Santa Ana → Suchitoto – 2 h de bus, puis 45 min, puis 1 h (100 km en tout)

Le Salvador, c’est le plus petit pays d’Amérique Centrale, qui ne contient déjà pas vraiment des géants : 21 000 km², en gros un rectangle de 200 km par 100. Soit environ la taille de 2-3 départements français (ou autant que la Slovénie, mais ça vous parle peut-être moins). En revanche, avec plus de 6,5 millions d’habitants, il n’y a pas vraiment d’espaces vides, et c’est de loin le pays le plus densément peuplé d’Amérique. Une topographie assez typique de la région, avec dans l’ordre : le Pacifique et ses rouleaux ; une plaine côtière plus ou moins large, avec quelques stations balnéaires réputées chez les surfeurs ; une chaîne de 20 volcans plus ou moins actifs, puisqu’on est toujours en plein sur la ceinture de feu (avec gros séismes à la clé) ; un plateau central assez conséquent qui héberge la majeure partie de la population ; et enfin une petite chaîne de montagnes plus classiques, qui marque la frontière avec le Honduras. Situation environnementale assez catastrophique, notamment en terme de pollution des eaux et de déforestation : petit territoire et forte population défavorisée, ça se marie rarement avec « protection de l’environnement »…

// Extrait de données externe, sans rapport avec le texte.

//! End-to-end compile and validate scenarios
//!
//! Each test builds a schema through the component builders, compiles it
//! and drives the runtime validators through the public API only.

use pretty_assertions::assert_eq;

use xmlschema_compiler::components::{
    ComplexContent, ComplexTypeDef, DerivationMethod, DerivationSet, ElementDecl, Facet,
    NamespaceConstraint, Particle, ProcessContents, SimpleTypeDef, TypeRef, Wildcard, XsdSchema,
};
use xmlschema_compiler::compiled::FacetOp;
use xmlschema_compiler::error::{ValidationError, ValidationErrorKind};
use xmlschema_compiler::limits::Limits;
use xmlschema_compiler::namespaces::{NoNamespaces, QName};
use xmlschema_compiler::validators::{DocumentValidator, Event};
use xmlschema_compiler::{compile, CompiledSchema};

fn compiled(schema: &XsdSchema) -> CompiledSchema {
    compile(schema, &Limits::default()).expect("schema compiles")
}

fn feed_all(schema: &CompiledSchema, type_name: &str, children: &[&str]) -> Vec<ValidationError> {
    let id = schema.type_by_name(&QName::local(type_name)).expect("type exists");
    let mut validator = schema.content_validator(id).expect("complex type");
    let mut errors = Vec::new();
    for child in children {
        if let Err(e) = validator.feed(&QName::local(child)) {
            errors.push(e);
        }
    }
    errors.extend(validator.close());
    errors
}

// ============================================================================
// Repeating sequence with optional tail
// ============================================================================

#[test]
fn test_repeating_sequence_with_optional_tail() {
    let mut schema = XsdSchema::new(None);
    schema.add_complex_type(ComplexTypeDef::element_only(
        Some("R"),
        Particle::sequence(vec![
            Particle::element(ElementDecl::new("a")).occurs(1, 2),
            Particle::element(ElementDecl::new("b")).optional(),
        ])
        .occurs(2, 2),
    ));
    let compiled = compiled(&schema);

    for word in [
        &["a", "a"][..],
        &["a", "a", "b"],
        &["a", "b", "a"],
        &["a", "b", "a", "b"],
        &["a", "a", "a"],
        &["a", "a", "a", "a"],
    ] {
        let errors = feed_all(&compiled, "R", word);
        assert!(errors.is_empty(), "{:?} rejected: {:?}", word, errors);
    }
    for word in [&["a"][..], &["a", "a", "a", "a", "a"]] {
        assert!(
            !feed_all(&compiled, "R", word).is_empty(),
            "{:?} accepted",
            word
        );
    }
}

// ============================================================================
// Attribute wildcard restriction
// ============================================================================

#[test]
fn test_attribute_wildcard_restriction() {
    let mut schema = XsdSchema::new(None);
    schema
        .add_complex_type(
            ComplexTypeDef::new(Some("B"), ComplexContent::Empty).with_any_attribute(Wildcard::new(
                NamespaceConstraint::set([Some("urn:a"), Some("urn:b")]),
                ProcessContents::Lax,
            )),
        )
        .add_complex_type(
            ComplexTypeDef::derived(
                Some("D"),
                TypeRef::named(QName::local("B")),
                DerivationMethod::Restriction,
                None,
            )
            .with_any_attribute(Wildcard::new(
                NamespaceConstraint::set([Some("urn:a")]),
                ProcessContents::Lax,
            )),
        );
    let compiled = compiled(&schema);
    let d = compiled.type_by_name(&QName::local("D")).unwrap();
    let wildcard = compiled
        .type_entry(d)
        .and_then(|t| t.as_complex())
        .and_then(|ct| ct.any_attribute.as_ref())
        .expect("D keeps a wildcard");
    assert!(wildcard.allows(QName::namespaced("urn:a", "x").namespace()));
    assert!(!wildcard.allows(QName::namespaced("urn:b", "x").namespace()));
}

// ============================================================================
// Substitution group with blocked restriction
// ============================================================================

#[test]
fn test_substitution_group_with_blocked_restriction() {
    let text = || Particle::sequence(vec![Particle::element(ElementDecl::new("text"))]);
    let mut schema = XsdSchema::new(None);
    schema
        .add_complex_type(ComplexTypeDef::element_only(Some("CommentType"), text()))
        .add_complex_type(ComplexTypeDef::derived(
            Some("ShipCommentType"),
            TypeRef::named(QName::local("CommentType")),
            DerivationMethod::Extension,
            Some(Particle::sequence(vec![Particle::element(ElementDecl::new("ship"))])),
        ))
        .add_complex_type(ComplexTypeDef::derived(
            Some("CustomerCommentType"),
            TypeRef::named(QName::local("CommentType")),
            DerivationMethod::Restriction,
            Some(text()),
        ))
        .add_element(
            ElementDecl::new("comment")
                .with_type(TypeRef::named(QName::local("CommentType")))
                .with_block(DerivationSet::of(&[DerivationMethod::Restriction])),
        )
        .add_element(
            ElementDecl::new("shipComment")
                .with_type(TypeRef::named(QName::local("ShipCommentType")))
                .substitutes(QName::local("comment")),
        )
        .add_element(
            ElementDecl::new("customerComment")
                .with_type(TypeRef::named(QName::local("CustomerCommentType")))
                .substitutes(QName::local("comment")),
        );
    let compiled = compiled(&schema);
    let comment = compiled.element_by_name(&QName::local("comment")).unwrap();
    let ship = compiled.element_by_name(&QName::local("shipComment")).unwrap();
    assert_eq!(compiled.substitutes(comment), &[ship][..]);
}

// ============================================================================
// Decimal facet chain
// ============================================================================

#[test]
fn test_decimal_facet_chain() {
    let mut schema = XsdSchema::new(None);
    schema.add_simple_type(
        SimpleTypeDef::restriction(Some("Money"), TypeRef::xsd("decimal"))
            .with_facet(Facet::fraction_digits(2))
            .with_facet(Facet::total_digits(12)),
    );
    let compiled = compiled(&schema);
    let money = compiled.type_by_name(&QName::local("Money")).unwrap();
    let validator = compiled.simple_validator(money).unwrap();

    assert!(validator.validate("1.5", &NoNamespaces).is_ok());
    assert!(validator.validate("1234567890.12", &NoNamespaces).is_ok());
    assert_eq!(
        validator.validate("1.555", &NoNamespaces).unwrap_err().kind,
        ValidationErrorKind::FacetViolation(FacetOp::FractionDigits)
    );
    assert_eq!(
        validator.validate("12345678901.12", &NoNamespaces).unwrap_err().kind,
        ValidationErrorKind::FacetViolation(FacetOp::TotalDigits)
    );
}

// ============================================================================
// List of IDs with length
// ============================================================================

#[test]
fn test_list_of_ids_with_length() {
    let mut schema = XsdSchema::new(None);
    schema
        .add_simple_type(SimpleTypeDef::list(Some("idItems"), TypeRef::xsd("ID")))
        .add_simple_type(
            SimpleTypeDef::restriction(Some("idList"), TypeRef::named(QName::local("idItems")))
                .with_facet(Facet::min_length(1)),
        )
        .add_element(ElementDecl::new("ids").with_type(TypeRef::named(QName::local("idList"))));
    let compiled = compiled(&schema);
    let ids = compiled.type_by_name(&QName::local("idList")).unwrap();
    let validator = compiled.simple_validator(ids).unwrap();

    let value = validator.validate("a b c", &NoNamespaces).unwrap();
    assert_eq!(value.items.len(), 3);
    assert_eq!(
        validator.validate("", &NoNamespaces).unwrap_err().kind,
        ValidationErrorKind::FacetViolation(FacetOp::MinLength)
    );
    // the value itself is fine; uniqueness is a document-level check
    assert!(validator.validate("a a", &NoNamespaces).is_ok());
    let errors = DocumentValidator::validate_events(
        &compiled,
        vec![
            Event::start(QName::local("ids")),
            Event::chars("a a"),
            Event::End,
        ],
    );
    assert_eq!(errors.len(), 1);
    assert_eq!(errors[0].kind, ValidationErrorKind::DuplicateId);
}

// ============================================================================
// All group with optional entry and substitution
// ============================================================================

fn all_group_schema() -> CompiledSchema {
    let mut schema = XsdSchema::new(None);
    schema
        .add_element(ElementDecl::new("head"))
        .add_element(ElementDecl::new("sub").substitutes(QName::local("head")))
        .add_element(ElementDecl::new("root").with_type(TypeRef::complex(
            ComplexTypeDef::element_only(
                None,
                Particle::all(vec![
                    Particle::element(ElementDecl::new("a")),
                    Particle::element(ElementDecl::new("b")).optional(),
                    Particle::element_ref(QName::local("head")),
                ]),
            ),
        )));
    compiled(&schema)
}

fn document(children: &[&str]) -> Vec<Event> {
    let mut events = vec![Event::start(QName::local("root"))];
    for child in children {
        events.push(Event::start(QName::local(child)));
        events.push(Event::End);
    }
    events.push(Event::End);
    events
}

#[test]
fn test_all_group_with_optional_and_substitution() {
    let compiled = all_group_schema();

    let accepted = DocumentValidator::validate_events(&compiled, document(&["a", "sub"]));
    assert!(accepted.is_empty(), "{:?}", accepted);

    let duplicate = DocumentValidator::validate_events(&compiled, document(&["a", "a"]));
    assert!(duplicate
        .iter()
        .any(|e| e.message.contains("duplicate in all group")));

    let missing = DocumentValidator::validate_events(&compiled, document(&["a"]));
    assert_eq!(missing.len(), 1);
    assert_eq!(missing[0].kind, ValidationErrorKind::RequiredElementMissing);
    assert!(missing[0].message.contains("required element `head` missing"));
}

Au début du XVIème siècle, les Pipils, une tribu de Nahuatls ayant quitté le centre du Mexique, sont bien installés dans la région centrale du Salvador, à la tête du « royaume » de Cuzcatlan. Puis les Espagnols arrivent. Vous connaissez la suite… À noter que les Pipils ne se sont pas vraiment laissés faire au début, et qu’ils ont cramé à plusieurs reprises les premières tentatives de colonies espagnoles. Ça n’a malheureusement pas duré. Autre petite particularité : à partir du XVIIème siècle, le Salvador devient l’un des plus grands producteurs mondiaux d’indigo, histoire de changer de la banane et du cacao. Ensuite on est sur du déjà-vu : indépendance (1821), Empire mexicain, République Fédérale d’Amérique Centrale, deuxième indépendance (1841), semi-guerre civile entre libéraux et conservateurs, république caféière (1876 – 1931) – oui c’est comme une république bananière, mais avec du café…

1932, l’année la plus noire de l’histoire du Salvador : motivés par le parti communiste suite à un coup d’état fasciste soutenu par l’oligarchie au pouvoir, fatigués par la misère et l’exploitation, des milliers de paysans, majoritairement d’origine indienne, sortent les machettes et s’en vont s’attaquer aux grandes propriétés terriennes. Ils feront une vingtaine de morts. En réaction, le gouvernement, aidé par les Britanniques et les Américains, massacrera environ 25 000 indiens (le nombre est toujours inconnu, certains évoquent jusqu’à 40 000 tués), sous prétexte d’éradiquer la menace bolchévique… Résultat : les survivants abandonneront us et coutumes pour éviter une autre tuerie ; et c’est désormais le pays de la zone avec la plus faible population indienne…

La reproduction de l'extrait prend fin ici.